So today I wrote a fairly hard to find bug where I initialized a std::string to nullptr (not a pointer to std::string, but the value itself). I've found apparently it's only possible to do in C++11 or later with clang.
#include <string>
#include <iostream>
using namespace std;
class Meh{
int x;
};
class Foo
{
private:
std::string x=nullptr;
Meh y=nullptr; //remove this line and it compiles
public:
std::string z=nullptr;
};
int main(void)
{
Foo f;
cout << f.z;
return 0;
}
As you can see, I tried assigning nullptr to just a random instance of a class and it didn't work. What magic is in string that allows this to work, and in what way is this even valid syntax? I assumed I would be met with a type casting error in this case.

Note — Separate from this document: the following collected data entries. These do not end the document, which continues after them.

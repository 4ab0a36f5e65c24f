//! Level-data encoding and validation errors
//!
//! Levels are authored as rectangular character rows. A packed numeric form
//! (`[width, height, cell…]`) also exists for compact shipping; it decodes
//! back to character rows here.

use thiserror::Error;

/// Character each packed cell code maps to
///
/// Codes 2-5 and 7 are all wall variants in the packed data; they collapse
/// to a single wall tile.
const CELL_CHARS: &[char] = &[' ', '@', 'x', 'x', 'x', 'x', 'o', 'x', '!', 'v', '|', '='];

/// Level plan rejection reasons
///
/// A malformed plan is a construction-time contract violation, not a
/// runtime fault; construction fails fast instead of producing an
/// inconsistent level.
#[derive(Debug, Error, Clone, Copy, PartialEq, Eq)]
pub enum PlanError {
    #[error("level plan is empty")]
    Empty,
    #[error("row {row} is {len} cells wide, expected {expected}")]
    RaggedRow {
        row: usize,
        len: usize,
        expected: usize,
    },
    #[error("level plan has no player start")]
    MissingPlayer,
    #[error("level plan has more than one player start")]
    MultiplePlayers,
    #[error("packed level data is truncated")]
    Truncated,
    #[error("unknown packed cell code {code} at index {index}")]
    UnknownCellCode { code: u16, index: usize },
}

/// Decode a packed numeric level into character rows
///
/// Layout: `[width, height]` followed by `width * height` row-major cell
/// codes indexing into the cell character table.
pub fn decode_packed(data: &[u16]) -> Result<Vec<String>, PlanError> {
    let [width, height, cells @ ..] = data else {
        return Err(PlanError::Truncated);
    };
    let (width, height) = (*width as usize, *height as usize);
    if cells.len() != width * height {
        return Err(PlanError::Truncated);
    }

    let mut rows = Vec::with_capacity(height);
    for y in 0..height {
        let mut row = String::with_capacity(width);
        for x in 0..width {
            let index = y * width + x;
            let code = cells[index];
            let ch = CELL_CHARS
                .get(code as usize)
                .ok_or(PlanError::UnknownCellCode { code, index })?;
            row.push(*ch);
        }
        rows.push(row);
    }
    Ok(rows)
}

#[cfg(test)]
mod tests {
    use super::*;

    #[test]
    fn test_decode_packed() {
        // 4x2: walls along the bottom, player and coin in the top row
        let data = [4, 2, 0, 1, 6, 0, 2, 2, 2, 2];
        let rows = decode_packed(&data).unwrap();
        assert_eq!(rows, vec![" @o ".to_string(), "xxxx".to_string()]);
    }

    #[test]
    fn test_decode_packed_wall_variants_collapse() {
        let data = [5, 1, 2, 3, 4, 5, 7];
        assert_eq!(decode_packed(&data).unwrap(), vec!["xxxxx".to_string()]);
    }

    #[test]
    fn test_decode_packed_truncated() {
        assert_eq!(decode_packed(&[]), Err(PlanError::Truncated));
        assert_eq!(decode_packed(&[3]), Err(PlanError::Truncated));
        assert_eq!(decode_packed(&[2, 2, 0, 0, 0]), Err(PlanError::Truncated));
    }

    #[test]
    fn test_decode_packed_unknown_code() {
        assert_eq!(
            decode_packed(&[2, 1, 0, 99]),
            Err(PlanError::UnknownCellCode { code: 99, index: 1 })
        );
    }
}
//! Built-in level set
//!
//! Levels ship in the packed numeric form (`[width, height, cell…]`)
//! embedded as JSON, and are decoded to character rows at startup. The
//! data is a startup invariant; validity is enforced by a test.

use serde::Deserialize;

use crate::sim::decode_packed;

/// Embedded level data
const LEVELS_JSON: &str = include_str!("levels.json");

#[derive(Debug, Deserialize)]
struct LevelSet {
    levels: Vec<Vec<u16>>,
}

/// The shipped level plans, in play order
pub fn builtin_levels() -> Vec<Vec<String>> {
    let set: LevelSet =
        serde_json::from_str(LEVELS_JSON).expect("embedded level data is valid JSON");
    set.levels
        .iter()
        .map(|packed| decode_packed(packed).expect("embedded level data decodes"))
        .collect()
}

#[cfg(test)]
mod tests {
    use super::*;
    use crate::game::Game;

    #[test]
    fn test_builtin_levels_are_valid() {
        let levels = builtin_levels();
        assert!(!levels.is_empty());
        // Decoding produced rows with exactly one player start each
        for plan in &levels {
            assert_eq!(plan.iter().map(|r| r.matches('@').count()).sum::<usize>(), 1);
        }
        // Every shipped plan must construct (rectangular, exactly one player)
        Game::new(levels, 1).unwrap();
    }
}
//! Level state: static grid, dynamic actors, and the win/lose machine
//!
//! A `Level` is constructed once per attempt from a textual plan and
//! discarded on retry or advance. The grid never changes after
//! construction; all motion happens in the actor list.

use glam::Vec2;
use rand::Rng;
use rand_pcg::Pcg32;

use super::actor;
use super::plan::PlanError;
use super::state::{Actor, ActorKind, Input, Obstacle, Status, Tile, TouchKind, overlaps};
use crate::consts::*;

/// A single level attempt
#[derive(Debug, Clone)]
pub struct Level {
    width: usize,
    height: usize,
    /// Indexed `[row][col]`, immutable after construction
    grid: Vec<Vec<Tile>>,
    /// Insertion order from the plan scan; order matters for `actor_at`
    actors: Vec<Actor>,
    player_id: u32,
    status: Status,
    /// Countdown started when status leaves `Playing`; keeps the level
    /// active briefly so the end state is visible
    finish_delay: Option<f32>,
    round_time: f32,
}

impl Level {
    /// Build a level from a rectangular character plan
    ///
    /// Rejects empty plans, ragged rows, and plans without exactly one `@`.
    /// Coin wobble phases are drawn from `rng` so the simulation stays
    /// deterministic for a given seed.
    pub fn from_plan<S: AsRef<str>>(plan: &[S], rng: &mut Pcg32) -> Result<Self, PlanError> {
        if plan.is_empty() || plan[0].as_ref().is_empty() {
            return Err(PlanError::Empty);
        }
        let width = plan[0].as_ref().chars().count();
        let height = plan.len();

        let mut grid = Vec::with_capacity(height);
        let mut actors = Vec::new();
        let mut player_id = None;
        let mut next_id = 1u32;

        for (y, line) in plan.iter().enumerate() {
            let line = line.as_ref();
            let len = line.chars().count();
            if len != width {
                return Err(PlanError::RaggedRow {
                    row: y,
                    len,
                    expected: width,
                });
            }

            let mut row = Vec::with_capacity(width);
            for (x, ch) in line.chars().enumerate() {
                let cell = Vec2::new(x as f32, y as f32);
                let tile = match ch {
                    'x' => Tile::Wall,
                    '!' => Tile::Lava,
                    '@' => {
                        if player_id.is_some() {
                            return Err(PlanError::MultiplePlayers);
                        }
                        player_id = Some(next_id);
                        actors.push(Actor::player(next_id, cell));
                        next_id += 1;
                        Tile::Empty
                    }
                    'o' => {
                        let wobble = rng.random::<f32>() * std::f32::consts::TAU;
                        actors.push(Actor::coin(next_id, cell, wobble));
                        next_id += 1;
                        Tile::Empty
                    }
                    '=' | '|' | 'v' => {
                        // The character table guarantees a lava variant here
                        if let Some(lava) = Actor::lava(next_id, cell, ch) {
                            actors.push(lava);
                            next_id += 1;
                        }
                        Tile::Empty
                    }
                    _ => Tile::Empty,
                };
                row.push(tile);
            }
            grid.push(row);
        }

        let player_id = player_id.ok_or(PlanError::MissingPlayer)?;

        Ok(Self {
            width,
            height,
            grid,
            actors,
            player_id,
            status: Status::Playing,
            finish_delay: None,
            round_time: TIME_PER_ROUND,
        })
    }

    pub fn width(&self) -> usize {
        self.width
    }

    pub fn height(&self) -> usize {
        self.height
    }

    /// Tile at a grid cell; used by the renderer for the background draw
    pub fn tile(&self, x: usize, y: usize) -> Tile {
        self.grid[y][x]
    }

    pub fn actors(&self) -> &[Actor] {
        &self.actors
    }

    pub(crate) fn actors_mut(&mut self) -> &mut [Actor] {
        &mut self.actors
    }

    pub fn status(&self) -> Status {
        self.status
    }

    /// Remaining time budget for this attempt
    pub fn round_time(&self) -> f32 {
        self.round_time
    }

    /// The player actor
    ///
    /// `None` only if the never-removed invariant were broken; callers
    /// treat that as "nothing to do" rather than panicking.
    pub fn player(&self) -> Option<&Actor> {
        self.actors.iter().find(|a| a.id == self.player_id)
    }

    pub(crate) fn player_index(&self) -> Option<usize> {
        self.actors.iter().position(|a| a.id == self.player_id)
    }

    /// Grid obstacle covered by the box `[pos, pos + size]`
    ///
    /// The box is expanded to whole cells with floor/ceil. Beyond the left,
    /// right, or top edge counts as wall; beyond the bottom edge counts as
    /// lava (falling out of the world). Otherwise the first non-empty cell
    /// in row-major scan order wins, matching the reference tie-breaking.
    pub fn obstacle_at(&self, pos: Vec2, size: Vec2) -> Option<Obstacle> {
        let x_start = pos.x.floor() as i64;
        let x_end = (pos.x + size.x).ceil() as i64;
        let y_start = pos.y.floor() as i64;
        let y_end = (pos.y + size.y).ceil() as i64;

        if x_start < 0 || x_end > self.width as i64 || y_start < 0 {
            return Some(Obstacle::Wall);
        }
        if y_end > self.height as i64 {
            return Some(Obstacle::Lava);
        }

        for y in y_start..y_end {
            for x in x_start..x_end {
                match self.grid[y as usize][x as usize] {
                    Tile::Wall => return Some(Obstacle::Wall),
                    Tile::Lava => return Some(Obstacle::Lava),
                    Tile::Empty => {}
                }
            }
        }
        None
    }

    /// First other actor whose box strictly overlaps `actor`, in list order
    pub fn actor_at(&self, actor: &Actor) -> Option<&Actor> {
        self.actors
            .iter()
            .find(|other| other.id != actor.id && overlaps(actor, other))
    }

    /// Advance the simulation by `step` seconds
    ///
    /// Runs the round-time and finish-delay bookkeeping once, then slices
    /// `step` into sub-steps no larger than [`MAX_STEP`] and updates every
    /// actor each slice.
    pub fn animate(&mut self, step: f32, input: Input) {
        self.round_time = (self.round_time - step).max(0.0);
        if self.round_time <= 0.0 && self.status == Status::Playing {
            self.status = Status::Lost;
            self.finish_delay = Some(FINISH_DELAY);
        }

        if self.status != Status::Playing
            && let Some(delay) = &mut self.finish_delay
        {
            *delay -= step;
        }

        let mut remaining = step;
        while remaining > 0.0 {
            let dt = remaining.min(MAX_STEP);
            self.step_actors(dt, input);
            remaining -= dt;
        }
    }

    /// Update every actor for one sub-step, in list order
    ///
    /// Iterates over a snapshot of ids so coin removal mid-step can't skip
    /// or double-update anyone.
    fn step_actors(&mut self, dt: f32, input: Input) {
        let ids: Vec<u32> = self.actors.iter().map(|a| a.id).collect();
        for id in ids {
            let Some(idx) = self.actors.iter().position(|a| a.id == id) else {
                continue;
            };
            match self.actors[idx].kind {
                ActorKind::Coin { .. } => actor::step_coin(&mut self.actors[idx], dt),
                ActorKind::Lava { .. } => actor::step_lava(self, idx, dt),
                ActorKind::Player { .. } => actor::step_player(self, dt, input),
            }
        }
    }

    /// React to the player touching an obstacle or another actor
    ///
    /// Lava loses the level (one-shot: a later touch never resets the
    /// delay). Collecting the last coin wins it. Walls only block motion,
    /// which the caller handles by refusing to move.
    pub fn player_touched(&mut self, kind: TouchKind, actor_id: Option<u32>) {
        match kind {
            TouchKind::Lava if self.status == Status::Playing => {
                self.status = Status::Lost;
                self.finish_delay = Some(FINISH_DELAY);
            }
            TouchKind::Coin => {
                if let Some(id) = actor_id {
                    self.actors.retain(|a| a.id != id);
                }
                if !self.actors.iter().any(|a| a.kind.is_coin()) {
                    self.status = Status::Won;
                    self.finish_delay = Some(FINISH_DELAY);
                }
            }
            _ => {}
        }
    }

    /// Whether this attempt is over, including the end-of-level grace period
    pub fn is_finished(&self) -> bool {
        self.status != Status::Playing && self.finish_delay.is_some_and(|d| d < 0.0)
    }
}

For reference I compiled with this:
clang++ test.cpp -O3 -g -fno-inline -std=c++11 -Wall
It gave no form of warnings, though it would error out if not using C++11
That's simply because there are constructors (number (5) in the link) and assignment operators (number (3) in the link) for std::string
that accept a const char*
, and hence the nullptr
matches.
Before C++11 (and therefore before nullptr
), the same problem occurred when you tried to construct from 0
or NULL
. All those cases were illegal and result in undefined behaviour, although at least one STL (RogueWave?) accepted it in the past and generated an empty string.